My stomach sank with the knowledge that I had drawn so much attention to myself, first with 5B, and now here. I was on thin ice. If the janitor was right, how much time did I really have? Not long at all, and yet I was no closer to finding peace for 5B, or to figuring anything out at all. I wanted to leave, to get in my car and drive away.

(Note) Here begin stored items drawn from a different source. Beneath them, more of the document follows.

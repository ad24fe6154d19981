pub mod datetime;
/// Browser-style location service: a current query string plus a back/forward
/// history. Injected into the list controller so state-sync logic is testable
/// without any real address bar behind it.
pub trait Location {
    /// The current entry's query string (may carry a leading `?`, may be empty).
    fn search(&self) -> String;

    /// Overwrite the current entry in place. This is the only write the list
    /// controller performs: state changes never grow the back stack.
    fn replace(&mut self, search: &str);

    /// Step back one entry, returning the now-current search, or `None` at
    /// the start of history.
    fn back(&mut self) -> Option<String>;

    /// Step forward one entry, returning the now-current search, or `None` at
    /// the end of history.
    fn forward(&mut self) -> Option<String>;
}

/// In-memory history. Entry 0 is seeded at construction (e.g. from a
/// deep-link argument); further entries only appear through [`push`].
///
/// [`push`]: MemoryLocation::push
#[derive(Debug, Clone)]
pub struct MemoryLocation {
    entries: Vec<String>,
    cursor: usize,
}

impl MemoryLocation {
    pub fn new(initial: impl Into<String>) -> Self {
        Self {
            entries: vec![initial.into()],
            cursor: 0,
        }
    }

    /// Append a new entry after the cursor, dropping any forward entries,
    /// exactly as a browser's pushState would.
    pub fn push(&mut self, search: &str) {
        self.entries.truncate(self.cursor + 1);
        self.entries.push(search.to_string());
        self.cursor += 1;
    }

    pub fn len(&self) -> usize {
        self.entries.len()
    }

    pub fn is_empty(&self) -> bool {
        self.entries.is_empty()
    }
}

impl Default for MemoryLocation {
    fn default() -> Self {
        Self::new("")
    }
}

impl Location for MemoryLocation {
    fn search(&self) -> String {
        self.entries[self.cursor].clone()
    }

    fn replace(&mut self, search: &str) {
        self.entries[self.cursor] = search.to_string();
    }

    fn back(&mut self) -> Option<String> {
        if self.cursor == 0 {
            return None;
        }
        self.cursor -= 1;
        Some(self.entries[self.cursor].clone())
    }

    fn forward(&mut self) -> Option<String> {
        if self.cursor + 1 >= self.entries.len() {
            return None;
        }
        self.cursor += 1;
        Some(self.entries[self.cursor].clone())
    }
}

#[cfg(test)]
mod tests {
    use super::*;

    #[test]
    fn test_replace_overwrites_current_entry() {
        let mut loc = MemoryLocation::new("?page=1");
        loc.replace("?page=2");
        assert_eq!(loc.search(), "?page=2");
        assert_eq!(loc.len(), 1);
        assert_eq!(loc.back(), None);
    }

    #[test]
    fn test_back_and_forward() {
        let mut loc = MemoryLocation::new("?page=1");
        loc.push("?page=2");
        loc.push("?page=3");

        assert_eq!(loc.back(), Some("?page=2".to_string()));
        assert_eq!(loc.back(), Some("?page=1".to_string()));
        assert_eq!(loc.back(), None);

        assert_eq!(loc.forward(), Some("?page=2".to_string()));
        assert_eq!(loc.forward(), Some("?page=3".to_string()));
        assert_eq!(loc.forward(), None);
    }

    #[test]
    fn test_push_truncates_forward_entries() {
        let mut loc = MemoryLocation::new("a");
        loc.push("b");
        loc.push("c");
        loc.back();
        loc.back();
        // Cursor at "a"; pushing drops "b" and "c"
        loc.push("d");
        assert_eq!(loc.search(), "d");
        assert_eq!(loc.forward(), None);
        assert_eq!(loc.len(), 2);
    }

    #[test]
    fn test_replace_after_back_keeps_forward_entries() {
        let mut loc = MemoryLocation::new("a");
        loc.push("b");
        loc.back();
        loc.replace("a2");
        assert_eq!(loc.search(), "a2");
        assert_eq!(loc.forward(), Some("b".to_string()));
    }
}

But it felt selfish somehow. Wrong. I had enough sins on my soul. I needed to try to make things right. A flash of that windy, dark night, that rearview mirror in my mind.

I coughed, hoping to clear it.

“Can I take him for you?” I asked, smiling nonthreateningly. Roxy studied me, and I thought she would say no. But she shrugged.

“It’s my break time anyway. Sure. But come straight back then. We have meds to distribute before lights out.”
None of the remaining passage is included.